THE BLOG

What Is Image-based Social Media Doing to the Lives of Teens?

04/27/2015 09:14 pm ET | Updated Jun 27, 2015

I hated having photos taken of myself as a teenager; my family photo albums albums are devoid of pictures of me from the age of 10 to 15. And this awkwardness seems fairly universal -- when someone digs out an old class photo from school and posts it on Facebook, it is so often greeted with universal groans of embarrassment. Our teen identity changes rapidly and we typically go through stages when we don't feel comfortable in our own skin. We are self-conscious at the time, and when we look back, it is as often with horror as well as with pleasure.

But today, the challenge of accepting your teen self is made that much harder because managing the way you appear online, your so-called "social media profile," is a full-time job. While I would go around to a friend's house to chat or perhaps use the home phone to natter about nonsense for hours after school, the rise of social media has changed the dynamic of teen interaction. And communication through social networks is largely based on image and appearance. Your profile is a photo, your content videos and your language reduced to acronyms. OMG. Lol. WOM.

Research shows that large numbers of women are spending three hours or more a day on these platforms, but perhaps the most worrying statistic is that three-quarters of Gen Y/Millenial women edit photos of themselves before posting them. Selfies have come a whole industry, one that has exploded recently thanks to the advent of the selfie stick. And it's not just the process of taking and editing the photo that counts; it's the period after posting, waiting for the response of one's friends to it. If no one 'likes' it, teen law dictates it will be taken down and replaced by another. Everything has to pass the scrutiny of friends. Thigh gap too small? There's an app for slimming. Skin too dark? Download an app to whiten it. There is no perceived flaw that cannot be righted by a filter or photo editing app. Rumor has it that Kim Kardashian has an editor for all her Instagram uploads, with an annual salary of $100,000!
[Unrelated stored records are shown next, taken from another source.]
// =====================
// リモートAPIクライアント
// =====================

use std::sync::Arc;

use grid_features::Period;
use serde::de::DeserializeOwned;
use serde_json::Value;
use tracing::{debug, error};

use crate::domain::models::{Assignment, ShiftPalette, ShiftSheet, ShiftType, StaffMember};
use crate::error::ApiError;
use crate::infrastructure::dto::{ApiRequest, AssignmentDto, ConfigResponse, ShiftsResponse};
use crate::infrastructure::transport::Transport;

/// 読めない応答のうちエラー表示に出す文字数
const EXCERPT_CHARS: usize = 50;

pub struct ApiClient<T> {
    // 再読み込みを切り離して走らせるので共有できるようにしておく
    transport: Arc<T>,
}

impl<T> Clone for ApiClient<T> {
    fn clone(&self) -> Self {
        Self {
            transport: Arc::clone(&self.transport),
        }
    }
}

impl<T: Transport> ApiClient<T> {
    pub fn new(transport: T) -> Self {
        Self {
            transport: Arc::new(transport),
        }
    }

    pub fn transport(&self) -> &T {
        &self.transport
    }

    /// 1回だけ送る。JSONとして読めれば status に関係なくそのまま返す
    pub async fn call(&self, request: &ApiRequest) -> Result<Value, ApiError> {
        debug!(action = request.action(), "API呼び出し");
        let body = serde_json::to_string(request).map_err(|e| ApiError::Decode(e.to_string()))?;
        let raw = self.transport.post(body).await?;

        serde_json::from_str::<Value>(&raw).map_err(|e| {
            error!(action = request.action(), error = %e, raw = %raw, "JSONではない応答");
            ApiError::Malformed {
                excerpt: raw.chars().take(EXCERPT_CHARS).collect(),
            }
        })
    }

    /// status == "success" 以外は Rejected にする
    async fn call_checked(&self, request: &ApiRequest) -> Result<Value, ApiError> {
        let value = self.call(request).await?;
        ensure_success(value)
    }

    async fn call_decoded<R: DeserializeOwned>(&self, request: &ApiRequest) -> Result<R, ApiError> {
        let value = self.call_checked(request).await?;
        serde_json::from_value(value).map_err(|e| ApiError::Decode(e.to_string()))
    }

    // ---------------------
    // アクションごとの呼び出し
    // ---------------------

    pub async fn login(&self, password: &str) -> Result<(), ApiError> {
        self.call_checked(&ApiRequest::Login {
            password: password.to_string(),
        })
        .await
        .map(drop)
    }

    /// 名簿とシフト記号
    pub async fn get_config(&self) -> Result<(Vec<StaffMember>, ShiftPalette), ApiError> {
        let config: ConfigResponse = self.call_decoded(&ApiRequest::GetConfig).await?;
        Ok((config.staff, ShiftPalette::new(config.shifts)))
    }

    pub async fn get_shifts(&self, period: Period) -> Result<ShiftSheet, ApiError> {
        let shifts: ShiftsResponse = self.call_decoded(&ApiRequest::get_shifts(period)).await?;
        let assignments = shifts
            .data
            .into_iter()
            .filter_map(AssignmentDto::into_assignment);
        Ok(ShiftSheet::from_assignments(period, assignments))
    }

    pub async fn save_shifts(&self, payload: &[Assignment]) -> Result<(), ApiError> {
        let payload = payload.iter().map(AssignmentDto::from).collect();
        self.call_checked(&ApiRequest::SaveShifts { payload })
            .await
            .map(drop)
    }

    pub async fn add_staff(&self, name: &str) -> Result<(), ApiError> {
        self.call_checked(&ApiRequest::AddStaff {
            name: name.to_string(),
        })
        .await
        .map(drop)
    }

    pub async fn delete_staff(&self, name: &str) -> Result<(), ApiError> {
        self.call_checked(&ApiRequest::DeleteStaff {
            name: name.to_string(),
        })
        .await
        .map(drop)
    }

    pub async fn save_setting(&self, shift_type: &ShiftType) -> Result<(), ApiError> {
        self.call_checked(&ApiRequest::SaveSetting {
            label: shift_type.label.clone(),
            color: shift_type.color.clone(),
        })
        .await
        .map(drop)
    }

    pub async fn delete_setting(&self, label: &str) -> Result<(), ApiError> {
        self.call_checked(&ApiRequest::DeleteSetting {
            label: label.to_string(),
        })
        .await
        .map(drop)
    }
}

fn ensure_success(value: Value) -> Result<Value, ApiError> {
    if value.get("status").and_then(Value::as_str) == Some("success") {
        return Ok(value);
    }
    let message = match value.get("message") {
        Some(Value::String(s)) => s.clone(),
        Some(Value::Null) | None => String::new(),
        Some(other) => other.to_string(),
    };
    Err(ApiError::Rejected(message))
}
// =====================
// ドメインモデル定義
// =====================

use std::collections::HashMap;

use chrono::NaiveDate;
use grid_features::{CellId, Period};
use serde::{Deserialize, Serialize};
use tracing::debug;

use crate::domain::style::{CellStyle, Rgb, StyleTable};
use crate::error::ValidationError;

/// シフト記号の最大文字数
pub const MAX_LABEL_CHARS: usize = 2;

/// スタッフ (名前で一意。並び順 = 列の順)
#[derive(Debug, Clone, PartialEq, Eq, Hash, Serialize, Deserialize)]
#[serde(transparent)]
pub struct StaffMember {
    pub name: String,
}

impl StaffMember {
    pub fn new(name: impl Into<String>) -> Self {
        Self { name: name.into() }
    }
}

/// シフト記号と色
#[derive(Debug, Clone, PartialEq, Eq, Serialize, Deserialize)]
pub struct ShiftType {
    pub label: String,
    pub color: String,
}

impl ShiftType {
    pub fn new(label: impl Into<String>, color: impl Into<String>) -> Self {
        Self {
            label: label.into(),
            color: color.into(),
        }
    }
}

/// 1セル分の割り当て
#[derive(Debug, Clone, PartialEq, Eq)]
pub struct Assignment {
    pub date: NaiveDate,
    pub staff: String,
    pub shift: String,
}

/// 記号の追加前チェック。空・3文字以上は通信せずに弾く。
/// 文字数はUnicodeスカラー値で数える
pub fn validate_label(label: &str) -> Result<&str, ValidationError> {
    let count = label.chars().count();
    if count == 0 || count > MAX_LABEL_CHARS {
        return Err(ValidationError::LabelLength);
    }
    Ok(label)
}

/// 登録済みのシフト記号一覧 (サーバーの並び順のまま)
#[derive(Debug, Clone, Default, PartialEq, Eq)]
pub struct ShiftPalette {
    types: Vec<ShiftType>,
}

impl ShiftPalette {
    pub fn new(types: Vec<ShiftType>) -> Self {
        Self { types }
    }

    pub fn types(&self) -> &[ShiftType] {
        &self.types
    }

    pub fn lookup(&self, label: &str) -> Option<&ShiftType> {
        if label.is_empty() {
            return None;
        }
        self.types.iter().find(|t| t.label == label)
    }

    /// ラベルに対応する見た目。未登録・空・色が読めない場合は既定 (白背景)
    pub fn style_for(&self, label: &str, style: &StyleTable) -> CellStyle {
        let fallback = style.default_cell();
        match self.lookup(label).and_then(|t| Rgb::parse(&t.color)) {
            Some(background) => CellStyle {
                background,
                text: fallback.text,
            },
            None => fallback,
        }
    }
}

/// 表示中の月の割り当て (セル -> 記号)
/// 月を読み込むたびに丸ごと差し替え、一括適用でだけ書き換わる
#[derive(Debug, Clone, PartialEq, Eq)]
pub struct ShiftSheet {
    period: Period,
    cells: HashMap<CellId, String>,
}

impl ShiftSheet {
    pub fn empty(period: Period) -> Self {
        Self {
            period,
            cells: HashMap::new(),
        }
    }

    /// 表示月以外の日付は捨てる。同じセルが重複したら後勝ち
    pub fn from_assignments(period: Period, assignments: impl IntoIterator<Item = Assignment>) -> Self {
        let mut sheet = Self::empty(period);
        for assignment in assignments {
            if !period.contains(assignment.date) {
                debug!(date = %assignment.date, %period, "表示月以外の割り当てを無視");
                continue;
            }
            sheet.set(CellId::new(assignment.date, assignment.staff), assignment.shift);
        }
        sheet
    }

    pub fn period(&self) -> Period {
        self.period
    }

    /// 未割り当てなら空文字
    pub fn value(&self, cell: &CellId) -> &str {
        self.cells.get(cell).map(String::as_str).unwrap_or("")
    }

    /// 空文字は消去
    pub fn set(&mut self, cell: CellId, label: impl Into<String>) {
        let label = label.into();
        if label.is_empty() {
            self.cells.remove(&cell);
        } else {
            self.cells.insert(cell, label);
        }
    }

    pub fn len(&self) -> usize {
        self.cells.len()
    }

    pub fn is_empty(&self) -> bool {
        self.cells.is_empty()
    }

    /// 保存用。日付昇順、同じ日の中は名簿順。空セルと名簿にいないスタッフは含めない
    pub fn to_payload(&self, roster: &[StaffMember]) -> Vec<Assignment> {
        let mut payload = Vec::new();
        for date in self.period.dates() {
            for staff in roster {
                let cell = CellId::new(date, staff.name.clone());
                let value = self.value(&cell);
                if !value.is_empty() {
                    payload.push(Assignment {
                        date,
                        staff: staff.name.clone(),
                        shift: value.to_string(),
                    });
                }
            }
        }
        payload
    }
}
If you thought that was bad, the launch of Twitter's new live streaming app, Periscope, has taken self-absorption to the next level. It enables users to live stream video of their lives moment-by-moment to everyone and anyone. I saw one example where an innocent-looking student filmed herself waking up, to which a guy had posted "show us your tits." Every and any moment of people's lives are offered up for comment, and the default privacy settings mean that almost anyone can view the content.

This narcissistic movement exposes already vulnerable teens to even greater pressures to be perfect. It has also given bullying a nasty sting. Commenting from behind a screen is often easier than saying something mean to someone's face, leading to cyberbullying. One trend is delving into the archives of someone's photos and reposting one less than glamorous kiddie pic to deliberately humiliate the friend. The other even darker trick is to threaten a friend or girlfriend to post unflattering photos if they don't submit to their wishes.

Some attempts have been made to campaigning for natural beauty and body images. The website herself.com proudly displays nude women, comfortable in their skin, for it is that skin that has clothed them and protected them throughout their trials and tribulations. The no makeup selfies for cancer were also a powerful statement for a while, b‎ut sadly, they didn't change habits. One friend's daughter told me she puts makeup on not to go out or see a boyfriend, but to do her daily selfie.

The question is this: What will be the cumulative effect of all this self-scrutiny on this highly-connected generation? A recent study has shown that phones have a dopamine effect, creating highs but lows, with the typical addictive downside of intense withdrawal symptoms. Also, many worry that so much of teen interaction is now online. They can find out details about friends without ever asking them. First dates are now ditched for online chats. Heaven forbid that the guy sees what you 'really' look like before a perfector app does its job. How will this impact of their future interpersonal skills? Are they at risk of losing their innate human ability to read social cues and handle conflict?

It is also understandable why image has become reality. Girls see flawless images online and are seeking offline options. A boob job or lip plumping is now a birthday request for an 18-year-old. Waist too chunky in real life? There's a belt that sucks it all in. Bum too flabby? Try a pumping party that gives the Nicky Minaj effect with dubious injections. The Internet is awash with new social media crazes. Last week, it was sucking on a shot glass to bruise your lips and give yourself a 'Kardashian-style super-pout.'

Some of the answers must lie with the providers. Instagram and Facebook need to set best practices by encouraging images of real, unedited life on social platforms. Brands, celebrities and opinion-formers have a moral responsibility to show the truth -- that NO ONE has unblemished skin and that cellulite happens to everyone (even sex symbols!).

It is high time for Adonis's mask to fall and for all to be freed to be what they want and let their true personalities shine through the artifice. It is time for everyone to have permission to be their own kind of beautiful.